Но вот как раз то, что вбивание патефонных иголок в стулья авторитетных руководителей все никак не приводило к серьезным эксцессам, и раздражало особенно Ельцина, бесило его, затмевало ум, толкало ко все новым провокациям. Он устал быть пай-мальчиком, он жаждал порки. В состоянии этой духовной жажды, вернувшись однажды с заседания Политбюро, он сел и написал Горбачеву, отдыхавшему в это время на юге, вышецитированное письмо.

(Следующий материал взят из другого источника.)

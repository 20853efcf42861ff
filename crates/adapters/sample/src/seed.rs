//! Sample records the dashboard is demonstrated with.

use chrono::Duration;
use robodesk_domain::auth::{Role, UserAccount, UserInfo};
use robodesk_domain::error::RoboDeskError;
use robodesk_domain::id::UserId;
use robodesk_domain::inspection::{QualityInspection, Verdict};
use robodesk_domain::robot::{Robot, RobotStatus};
use robodesk_domain::task::{Frequency, Task};
use robodesk_domain::template::{ActionOption, CategoryTemplates, ConditionOption, TemplateCatalog};
use robodesk_domain::time;

pub const CUSTOMER_SERVICE: &str = "customer_service";
pub const CONTENT_OPS: &str = "content_ops";
pub const DATA_ANALYSIS: &str = "data_analysis";

fn condition(id: &str, name: &str, description: &str) -> ConditionOption {
    ConditionOption {
        id: id.into(),
        name: name.to_string(),
        description: description.to_string(),
    }
}

fn action(id: &str, name: &str, description: &str) -> ActionOption {
    ActionOption {
        id: id.into(),
        name: name.to_string(),
        description: description.to_string(),
    }
}

/// Condition and action templates for every sample category.
#[must_use]
pub fn catalog() -> TemplateCatalog {
    TemplateCatalog::new()
        .with_category(
            CUSTOMER_SERVICE,
            CategoryTemplates {
                conditions: vec![
                    condition("new_message", "New message", "A customer opens or continues a conversation"),
                    condition("keyword_hit", "Keyword detected", "A message contains a watched keyword"),
                    condition("negative_sentiment", "Negative sentiment", "The customer's tone turns negative"),
                    condition("idle_conversation", "Idle conversation", "No reply for more than ten minutes"),
                ],
                actions: vec![
                    action("auto_reply", "Auto reply", "Answer from the FAQ knowledge base"),
                    action("escalate", "Escalate to agent", "Hand the conversation to a human agent"),
                    action("tag_customer", "Tag customer", "Attach a follow-up tag to the customer"),
                ],
            },
        )
        .with_category(
            CONTENT_OPS,
            CategoryTemplates {
                conditions: vec![
                    condition("schedule_due", "Schedule due", "A planned publishing slot is reached"),
                    condition("trending_topic", "Trending topic", "A tracked topic enters the trending list"),
                    condition("comment_received", "New comment", "Someone comments on a published post"),
                ],
                actions: vec![
                    action("publish_post", "Publish post", "Publish the next post in the queue"),
                    action("draft_summary", "Draft summary", "Write a short summary of the topic"),
                    action("reply_comment", "Reply to comment", "Answer the comment politely"),
                ],
            },
        )
        .with_category(
            DATA_ANALYSIS,
            CategoryTemplates {
                conditions: vec![
                    condition("metric_threshold", "Metric threshold", "A KPI crosses its configured bound"),
                    condition("report_period", "Report period", "The reporting period closes"),
                ],
                actions: vec![
                    action("send_report", "Send report", "Mail the period report to subscribers"),
                    action("raise_alert", "Raise alert", "Notify the on-duty operator"),
                    action("export_sheet", "Export sheet", "Export the raw figures as a spreadsheet"),
                ],
            },
        )
}

/// Operator accounts.
#[must_use]
pub fn accounts() -> Vec<UserAccount> {
    vec![
        UserAccount::new(
            UserInfo {
                id: UserId::new(),
                username: "admin".to_string(),
                display_name: "Administrator".to_string(),
                role: Role::Admin,
            },
            "admin123",
        ),
        UserAccount::new(
            UserInfo {
                id: UserId::new(),
                username: "operator".to_string(),
                display_name: "Shift Operator".to_string(),
                role: Role::Operator,
            },
            "operator123",
        ),
    ]
}

/// Sample robots with their tasks and inspections.
///
/// # Errors
///
/// Returns a validation error if a sample record breaks a domain invariant.
pub fn workforce() -> Result<(Vec<Robot>, Vec<Task>, Vec<QualityInspection>), RoboDeskError> {
    let now = time::now();

    let aria = Robot::builder()
        .name("Aria")
        .category(CUSTOMER_SERVICE)
        .status(RobotStatus::Running)
        .description("Answers storefront chats around the clock")
        .bound_account("wecom", "support@northwind")
        .created_at(now - Duration::days(40))
        .build()?;
    let quill = Robot::builder()
        .name("Quill")
        .category(CONTENT_OPS)
        .status(RobotStatus::Idle)
        .description("Keeps the brand channels publishing")
        .bound_account("weibo", "@northwind_official")
        .created_at(now - Duration::days(21))
        .build()?;
    let ledger = Robot::builder()
        .name("Ledger")
        .category(DATA_ANALYSIS)
        .status(RobotStatus::Running)
        .description("Watches sales KPIs and compiles reports")
        .created_at(now - Duration::days(12))
        .build()?;
    let echo = Robot::builder()
        .name("Echo")
        .category(CUSTOMER_SERVICE)
        .status(RobotStatus::Offline)
        .description("After-sales follow-up")
        .bound_account("taobao", "northwind_aftersales")
        .created_at(now - Duration::days(3))
        .build()?;

    let tasks = vec![
        Task::builder()
            .robot_id(aria.id)
            .name("First response")
            .description("Greet and answer common questions")
            .frequency(Frequency::Realtime)
            .condition("new_message")
            .action("auto_reply")
            .created_at(now - Duration::days(39))
            .build()?,
        Task::builder()
            .robot_id(aria.id)
            .name("Complaint handoff")
            .frequency(Frequency::Realtime)
            .condition("negative_sentiment")
            .condition("keyword_hit")
            .action("escalate")
            .action("tag_customer")
            .created_at(now - Duration::days(30))
            .build()?,
        Task::builder()
            .robot_id(quill.id)
            .name("Morning post")
            .frequency(Frequency::Daily)
            .time("08:30")
            .condition("schedule_due")
            .action("publish_post")
            .enabled(false)
            .created_at(now - Duration::days(20))
            .build()?,
        Task::builder()
            .robot_id(ledger.id)
            .name("Weekly sales report")
            .frequency(Frequency::Weekly)
            .time("18:00")
            .condition("report_period")
            .action("send_report")
            .action("export_sheet")
            .created_at(now - Duration::days(11))
            .build()?,
    ];

    let mut inspections = Vec::new();
    for (hours_ago, robot, task, score, verdict, remarks) in [
        (2, &aria, "First response", 96, Verdict::Passed, "Accurate and polite"),
        (5, &aria, "First response", 88, Verdict::Passed, ""),
        (9, &aria, "Complaint handoff", 54, Verdict::Failed, "Escalated too late"),
        (26, &aria, "Complaint handoff", 71, Verdict::NeedsReview, "Tag missing on one case"),
        (30, &quill, "Morning post", 92, Verdict::Passed, "On schedule"),
        (50, &ledger, "Weekly sales report", 79, Verdict::NeedsReview, "Chart axis unlabeled"),
    ] {
        let mut inspection = QualityInspection::new(robot.id, task, score, verdict, remarks)?;
        inspection.inspected_at = now - Duration::hours(hours_ago);
        inspections.push(inspection);
    }

    Ok((vec![aria, quill, ledger, echo], tasks, inspections))
}

#[cfg(test)]
mod tests {
    use super::*;

    #[test]
    fn should_build_sample_workforce() {
        let (robots, tasks, inspections) = workforce().unwrap();
        assert_eq!(robots.len(), 4);
        assert_eq!(tasks.len(), 4);
        assert_eq!(inspections.len(), 6);
    }

    #[test]
    fn should_only_reference_templates_of_the_robot_category() {
        let catalog = catalog();
        let (robots, tasks, _) = workforce().unwrap();
        for task in tasks {
            let robot = robots.iter().find(|r| r.id == task.robot_id).unwrap();
            assert!(task
                .conditions
                .iter()
                .all(|id| catalog.contains_condition(&robot.category, id)));
            assert!(task
                .actions
                .iter()
                .all(|id| catalog.contains_action(&robot.category, id)));
        }
    }

    #[test]
    fn should_cover_every_robot_category_in_catalog() {
        let catalog = catalog();
        let (robots, _, _) = workforce().unwrap();
        for robot in robots {
            assert!(catalog.get(&robot.category).is_some());
        }
    }
}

Под письмом стоит дата – 12.09.87. Борис Николаевич утверждает, что написал его при следующих обстоятельства: «Закончилось Политбюро. Я вернулся в свой кабинет, взял чистый лист бумаги. Еще раз подумал, прикинул все и начал писать». И сразу же отправил. Еще через несколько страниц «Исповеди» объяснено: «Очередная перепалка произошла с Лигачевым на Политбюро по вопросам социальной справедливости, отмены привилегий и льгот. После окончания заседания я вернулся к себе в кабинет и написал письмо в Пицунду, где отдыхал Горбачев». Тут Ельцин по своему обыкновению что-то путает. Во-первых, Горбачев тогда отдыхал не на Кавказе, а в Крыму. Во-вторых, Борис Николаевич упоминает в своем письме Политбюро от 10.09.87 и тут же утверждает, что, придя с заседания, прошедшего 12.09.87, написал письмо. Но ведь заседания Политбюро проходили по четвергам. Как же два уважаемых партийных деятеля могли сцепиться на Политбюро в субботу? Впрочем, что нам ломать над этим голову… Интереснее посмотреть, что это было за письмо.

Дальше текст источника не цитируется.